**Task requirements**: Gather every line of the entries that includes the word "PathBuf".

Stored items
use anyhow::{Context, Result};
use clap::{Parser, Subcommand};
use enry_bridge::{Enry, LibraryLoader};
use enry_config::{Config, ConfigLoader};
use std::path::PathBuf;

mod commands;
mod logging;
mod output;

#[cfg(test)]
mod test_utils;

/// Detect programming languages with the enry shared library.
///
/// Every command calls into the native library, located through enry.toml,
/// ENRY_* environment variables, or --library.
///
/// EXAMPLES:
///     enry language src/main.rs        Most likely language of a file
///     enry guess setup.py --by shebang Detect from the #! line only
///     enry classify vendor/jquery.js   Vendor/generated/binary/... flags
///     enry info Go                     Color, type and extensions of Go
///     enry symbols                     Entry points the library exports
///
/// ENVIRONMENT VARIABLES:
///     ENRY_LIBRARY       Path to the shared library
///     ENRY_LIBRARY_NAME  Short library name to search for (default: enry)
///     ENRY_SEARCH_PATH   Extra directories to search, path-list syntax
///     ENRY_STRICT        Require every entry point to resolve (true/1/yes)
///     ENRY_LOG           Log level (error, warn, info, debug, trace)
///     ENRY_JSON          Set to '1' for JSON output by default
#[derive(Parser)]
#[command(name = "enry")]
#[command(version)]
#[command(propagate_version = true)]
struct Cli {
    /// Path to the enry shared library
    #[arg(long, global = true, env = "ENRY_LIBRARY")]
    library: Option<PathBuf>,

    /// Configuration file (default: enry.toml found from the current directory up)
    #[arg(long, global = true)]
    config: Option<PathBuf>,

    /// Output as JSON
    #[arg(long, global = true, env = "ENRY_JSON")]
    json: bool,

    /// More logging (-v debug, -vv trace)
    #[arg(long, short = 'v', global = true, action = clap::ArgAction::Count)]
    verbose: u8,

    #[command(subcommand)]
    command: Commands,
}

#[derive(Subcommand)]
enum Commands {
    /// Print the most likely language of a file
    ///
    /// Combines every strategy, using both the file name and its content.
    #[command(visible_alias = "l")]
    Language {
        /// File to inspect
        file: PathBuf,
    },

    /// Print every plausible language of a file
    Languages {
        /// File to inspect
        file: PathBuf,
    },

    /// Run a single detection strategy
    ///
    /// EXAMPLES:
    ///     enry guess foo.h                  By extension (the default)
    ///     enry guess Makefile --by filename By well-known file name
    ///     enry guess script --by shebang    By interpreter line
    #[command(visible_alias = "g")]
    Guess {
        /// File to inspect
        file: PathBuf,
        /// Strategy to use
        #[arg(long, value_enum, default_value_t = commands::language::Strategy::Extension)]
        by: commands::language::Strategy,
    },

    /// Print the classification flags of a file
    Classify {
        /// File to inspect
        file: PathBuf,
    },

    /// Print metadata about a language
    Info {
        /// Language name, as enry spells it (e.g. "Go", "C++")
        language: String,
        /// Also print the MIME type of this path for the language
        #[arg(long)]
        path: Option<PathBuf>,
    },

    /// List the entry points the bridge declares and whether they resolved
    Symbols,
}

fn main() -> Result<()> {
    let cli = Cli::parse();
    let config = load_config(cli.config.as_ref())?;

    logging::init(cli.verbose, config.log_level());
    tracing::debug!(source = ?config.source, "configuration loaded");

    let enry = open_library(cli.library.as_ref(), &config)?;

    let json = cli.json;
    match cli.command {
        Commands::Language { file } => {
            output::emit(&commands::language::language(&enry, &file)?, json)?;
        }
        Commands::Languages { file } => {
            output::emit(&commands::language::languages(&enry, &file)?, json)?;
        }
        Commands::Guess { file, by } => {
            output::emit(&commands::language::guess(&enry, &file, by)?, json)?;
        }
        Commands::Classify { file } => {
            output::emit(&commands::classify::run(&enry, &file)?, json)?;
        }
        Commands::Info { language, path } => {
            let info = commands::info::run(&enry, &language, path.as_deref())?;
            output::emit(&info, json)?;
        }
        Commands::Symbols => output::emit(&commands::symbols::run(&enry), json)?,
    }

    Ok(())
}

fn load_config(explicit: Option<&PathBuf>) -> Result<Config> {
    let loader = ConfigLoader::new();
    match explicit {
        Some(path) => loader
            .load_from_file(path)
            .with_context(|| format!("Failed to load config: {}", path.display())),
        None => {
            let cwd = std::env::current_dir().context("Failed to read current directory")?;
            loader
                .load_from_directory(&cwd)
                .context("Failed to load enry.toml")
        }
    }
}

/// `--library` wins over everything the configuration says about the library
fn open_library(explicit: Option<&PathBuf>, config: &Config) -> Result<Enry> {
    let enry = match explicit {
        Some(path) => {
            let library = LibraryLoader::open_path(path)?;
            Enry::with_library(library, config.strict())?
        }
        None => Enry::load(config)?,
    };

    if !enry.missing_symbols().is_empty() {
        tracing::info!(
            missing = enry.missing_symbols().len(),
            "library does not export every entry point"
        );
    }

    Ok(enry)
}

**Reply to the task**:
use std::path::PathBuf;
    library: Option<PathBuf>,
    config: Option<PathBuf>,
        file: PathBuf,
        file: PathBuf,
        file: PathBuf,
        file: PathBuf,
        path: Option<PathBuf>,
fn load_config(explicit: Option<&PathBuf>) -> Result<Config> {
fn open_library(explicit: Option<&PathBuf>, config: &Config) -> Result<Enry> {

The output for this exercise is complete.